# From DA & CE to Invalidity Pension



## pudds (24 Mar 2010)

After reading on one of the threads here a few months ago that one can transfer from Disability Allowance while on a Community Employment Scheme (CE) to Invalidity Pension I encouraged a friend of mine to do so and just got the result back.



> *Permanently incapable of work.....
> 
> You are currently engaged  in employment i.e.  ----On  C.E. Scheme---
> 
> I have therefore decided that you are not entitled to Invalidity Pension.


I wonder is it worth appealing.....he has worked with two other people on a CE scheme and they were both on Invalidity Pension.......though they may have been on IP *before* they got on a CE scheme, I'm not sure.  ooooops on  second thoughts......



This is Welfare's description of what kind of work you can do while on DA 
note the word *rehalibitive* which is what he has been doing eg CE work but suddently.... now they regard it as proper employment. 

[broken link removed]

What do your folk think, does he have a good case.


----------



## Welfarite (24 Mar 2010)

Disabilyt Allowance and Invalidity Pension are two completely differeent schemes; Your firend was disallowed as they were PERMANENTLY incapable of work, which is one of the criteria for receipt of IP. You ae quoting from the DA scheme conditions which is not the same thing


----------



## pebbledash (24 Mar 2010)

I was told by the exemptions section of illness benefit that a person could apply for an exemption to work while on illness benefit and then later apply for invalidity pension while holding on to the exemption to work.

In reality though I think attempting even short-term very short hours flags you as someone who could potentially make a full return to work and therefore goes against you. The safest way to secure your payment is to not try. The system seems stacked against those who try to recover, try to work and fail. People I know who have applied for exemptions have been denied invalidity pension despite being on illness benefit for years with serious ongoing health problems.

There is a big difference for someone who is sick/disabled in doing a part-time CE scheme in a supportive environment and holding down a fulltime job in the general workforce longterm. Unfortunately the experience of some people I know is that trying can work against you. The literature also says that if you have been unable to work for one year due to illness and are unable to work for the coming year that you can qualify for invalidity pension. In reality they seem not to give IP unless you are permanently incapable of work - contrary to their own rules. This is a shame given that many disabled/ill people would benefit from the freedom a travel pass would give, but are being denied it for years because they are denied invalidity pension. In reality a person can be on illness benefit for in excess of 3 or 4 years and still be denied the invalidity pension.


----------



## pudds (25 Mar 2010)

Thanks pebbledash some very interesting comments there indeed and food for thought.
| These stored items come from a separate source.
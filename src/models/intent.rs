use serde::{Deserialize, Serialize};
use std::collections::BTreeSet;
use std::fmt;
use std::str::FromStr;

/// Target energy trajectory used to order the final list.
#[derive(Debug, Clone, Copy, PartialEq, Eq, Hash, PartialOrd, Ord, Serialize, Deserialize)]
#[serde(rename_all = "snake_case")]
pub enum ArcType {
    Balanced,
    Build,
    EarlyBuild,
    Journey,
    Energize,
    WindDown,
}

impl ArcType {
    pub const ALL: [ArcType; 6] = [
        ArcType::Balanced,
        ArcType::Build,
        ArcType::EarlyBuild,
        ArcType::Journey,
        ArcType::Energize,
        ArcType::WindDown,
    ];

    pub fn as_str(&self) -> &'static str {
        match self {
            ArcType::Balanced => "balanced",
            ArcType::Build => "build",
            ArcType::EarlyBuild => "early_build",
            ArcType::Journey => "journey",
            ArcType::Energize => "energize",
            ArcType::WindDown => "wind_down",
        }
    }
}

impl fmt::Display for ArcType {
    fn fmt(&self, f: &mut fmt::Formatter<'_>) -> fmt::Result {
        f.write_str(self.as_str())
    }
}

impl FromStr for ArcType {
    type Err = String;

    fn from_str(s: &str) -> Result<Self, Self::Err> {
        let wanted = s.trim().to_lowercase().replace(['-', ' '], "_");
        ArcType::ALL
            .iter()
            .copied()
            .find(|arc| arc.as_str() == wanted)
            .ok_or_else(|| format!("unknown arc type '{}'", s))
    }
}

#[derive(Debug, Clone, Copy, PartialEq, Eq, Hash, Serialize, Deserialize)]
#[serde(rename_all = "snake_case")]
pub enum EmotionClass {
    Positive,
    Negative,
    Mixed,
    Neutral,
}

/// Acceptable band for one audio feature. Either bound may be open.
#[derive(Debug, Clone, Copy, PartialEq, Serialize, Deserialize)]
pub struct FeatureRange {
    pub min: Option<f64>,
    pub max: Option<f64>,
}

impl FeatureRange {
    pub fn at_least(min: f64) -> Self {
        Self { min: Some(min), max: None }
    }

    pub fn at_most(max: f64) -> Self {
        Self { min: None, max: Some(max) }
    }

    pub fn between(min: f64, max: f64) -> Self {
        Self {
            min: Some(min),
            max: Some(max),
        }
    }

    /// 1 inside the band, falling linearly to 0 at `falloff` outside it.
    pub fn fit(&self, value: f64, falloff: f64) -> f64 {
        let below = self.min.map_or(0.0, |min| (min - value).max(0.0));
        let above = self.max.map_or(0.0, |max| (value - max).max(0.0));
        let distance = below + above;
        if distance <= 0.0 {
            return 1.0;
        }
        if falloff <= 0.0 {
            return 0.0;
        }
        (1.0 - distance / falloff).clamp(0.0, 1.0)
    }
}

/// A mood requested by the prompt, with the audio profile it implies.
#[derive(Debug, Clone, PartialEq, Serialize, Deserialize)]
pub struct MoodEntry {
    pub name: String,
    pub class: EmotionClass,
    /// Set when an intensity modifier ("deeply", "slightly") qualified the
    /// mood; `None` means the vocabulary's base intensity.
    pub intensity: Option<f64>,
    pub target_valence: f64,
    pub target_energy: f64,
    /// Tempo band in BPM, for moods and contexts that imply one
    #[serde(default)]
    pub tempo: Option<FeatureRange>,
    #[serde(default)]
    pub danceability: Option<FeatureRange>,
}

impl MoodEntry {
    pub fn effective_intensity(&self, base: f64) -> f64 {
        self.intensity.unwrap_or(base)
    }
}

/// Structured selection criteria extracted from a free-text prompt.
#[derive(Debug, Clone, Default, PartialEq, Serialize, Deserialize)]
pub struct Intent {
    pub genres: BTreeSet<String>,
    pub moods: Vec<MoodEntry>,
    pub exclusions: BTreeSet<String>,
    /// Artist names the prompt compares against ("like X", "similar to X")
    pub comparisons: BTreeSet<String>,
    pub decades: BTreeSet<String>,
    pub arc: Option<ArcType>,
    /// Count mentioned in the prompt itself ("20 songs")
    pub requested_count: Option<usize>,
    /// Resolved target size for the run. Zero until the pipeline copies the
    /// request's count in; the analyzer alone never sets it.
    pub target_count: usize,
    /// Copied from the request by the pipeline, like `target_count`
    pub creativity: f64,
}

impl Intent {
    /// True when nothing in the prompt can steer scoring.
    pub fn is_ambiguous(&self) -> bool {
        self.genres.is_empty()
            && self.moods.is_empty()
            && self.exclusions.is_empty()
            && self.comparisons.is_empty()
    }

    pub fn has_mood(&self, name: &str) -> bool {
        self.moods.iter().any(|m| m.name == name)
    }

    /// Inserts or replaces a mood, keeping the stronger intensity on conflict.
    /// `base` is the intensity of an unqualified mood.
    pub fn add_mood(&mut self, entry: MoodEntry, base: f64) {
        match self.moods.iter_mut().find(|m| m.name == entry.name) {
            Some(existing) => {
                if entry.effective_intensity(base) > existing.effective_intensity(base) {
                    existing.intensity = entry.intensity;
                }
            }
            None => self.moods.push(entry),
        }
    }
}

#[cfg(test)]
mod tests {
    use super::*;

    #[test]
    fn test_arc_type_parsing() {
        assert_eq!("wind_down".parse::<ArcType>().unwrap(), ArcType::WindDown);
        assert_eq!("Early-Build".parse::<ArcType>().unwrap(), ArcType::EarlyBuild);
        assert_eq!("wind down".parse::<ArcType>().unwrap(), ArcType::WindDown);
        assert!("sideways".parse::<ArcType>().is_err());
    }

    #[test]
    fn test_arc_type_serializes_snake_case() {
        let json = serde_json::to_string(&ArcType::EarlyBuild).unwrap();
        assert_eq!(json, "\"early_build\"");
    }

    #[test]
    fn test_empty_intent_is_ambiguous() {
        let mut intent = Intent::default();
        assert!(intent.is_ambiguous());

        intent.genres.insert("funk".to_string());
        assert!(!intent.is_ambiguous());
    }

    #[test]
    fn test_add_mood_keeps_stronger_intensity() {
        let mut intent = Intent::default();
        let mood = |intensity| MoodEntry {
            name: "melancholy".to_string(),
            class: EmotionClass::Negative,
            intensity,
            target_valence: 0.3,
            target_energy: 0.3,
            tempo: None,
            danceability: None,
        };

        intent.add_mood(mood(Some(0.3)), 0.5);
        intent.add_mood(mood(Some(0.9)), 0.5);
        intent.add_mood(mood(Some(0.5)), 0.5);

        assert_eq!(intent.moods.len(), 1);
        assert_eq!(intent.moods[0].intensity, Some(0.9));
    }

    #[test]
    fn test_unqualified_mood_uses_supplied_base() {
        let mood = |intensity| MoodEntry {
            name: "calm".to_string(),
            class: EmotionClass::Positive,
            intensity,
            target_valence: 0.6,
            target_energy: 0.2,
            tempo: None,
            danceability: None,
        };

        assert_eq!(mood(None).effective_intensity(0.8), 0.8);

        // A slight qualifier loses to a strong base
        let mut intent = Intent::default();
        intent.add_mood(mood(None), 0.8);
        intent.add_mood(mood(Some(0.6)), 0.8);
        assert_eq!(intent.moods[0].intensity, None);
    }

    #[test]
    fn test_feature_range_fit() {
        let fast = FeatureRange::at_least(120.0);
        assert_eq!(fast.fit(128.0, 40.0), 1.0);
        assert!((fast.fit(100.0, 40.0) - 0.5).abs() < 1e-9);
        assert_eq!(fast.fit(60.0, 40.0), 0.0);

        let study = FeatureRange::between(60.0, 120.0);
        assert_eq!(study.fit(90.0, 40.0), 1.0);
        assert!(study.fit(130.0, 40.0) < 1.0);
        assert_eq!(FeatureRange::at_most(0.5).fit(0.9, 0.0), 0.0);
    }
}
Walfarite:  What's bugging me and I know I'm not explaining it too well, is that when on DA and first seeking work on CE scheme, he had to get note from doctor....staying it was rehalibitive and so qualified for CE and the extra €120 the department paid because the work was rehabilitive and 4yrs on he is still be paid by welfare on that basis.

But now after he applied for IP, they say he doesn't qualify because he is employed on a CE scheme.

Can you see where I'm coming from.....


----------



## Welfarite (25 Mar 2010)

Yes, I can. But Invalidity Pension is a long-time, life-time payment made on the basis that the recpicient will never be fit to work again. It would make a nonsemse of the cheme if people were allowed to due 'rehabiliative' work and still gte it. He applied for IP on the basis that he will never be fit for work. He caN withdraw the application and stay on DA if he feels that he can indeed work.


----------



## pudds (26 Mar 2010)

Welfarite said:


> Yes, I can. But Invalidity Pension is a long-time, life-time payment made on the basis that the recpicient will never be fit to work again. *It would make a nonsemse of the cheme if people were allowed to due 'rehabiliative' work and still gte it.* He applied for IP on the basis that he will never be fit for work. He caN withdraw the application and stay on DA if he feels that he can indeed work.



They can and do....I work with two people on CE and both have Invalidity Pensions and can keep their full CE Rate, not just a reduced amount.

My friend had to get permission from his doctor to state that the work would be of rehabilitive nature and then get permission from welfare before he could start on CE. 

He would have applied (and got, I'm certain) IP years ago only he didn't have enough stamps, but he does now.


Anyway I was down in the Citizens Info Centre and strongly advised to seek a review of the decision and hopefully justice will be done in this genuine case.


----------



## Welfarite (27 Mar 2010)

I'm so sorry, I stand corrected. Thanks, Pudds! This from the IP info;

*Invalidity Pension and work*

You may be allowed to do rehabilitative work (up to a maximum 20 hours per week) and keep your Invalidity Pension. You must get written approval from the Department of Social and Family Affairs before you start work. The Department will decide if the work is rehabilitative.


----------



## pudds (27 Mar 2010)

Welfarite said:


> I'm so sorry, I stand corrected. Thanks, Pudds! This from the IP info;
> 
> *Invalidity Pension and work*
> 
> You may be allowed to do rehabilitative work (up to a maximum 20 hours per week) and keep your Invalidity Pension. You must get written approval from the Department of Social and Family Affairs before you start work. The Department will decide if the work is rehabilitative.



no worries mate....btw looking at your username can I ask do you work in Social Welfare....just curious.


----------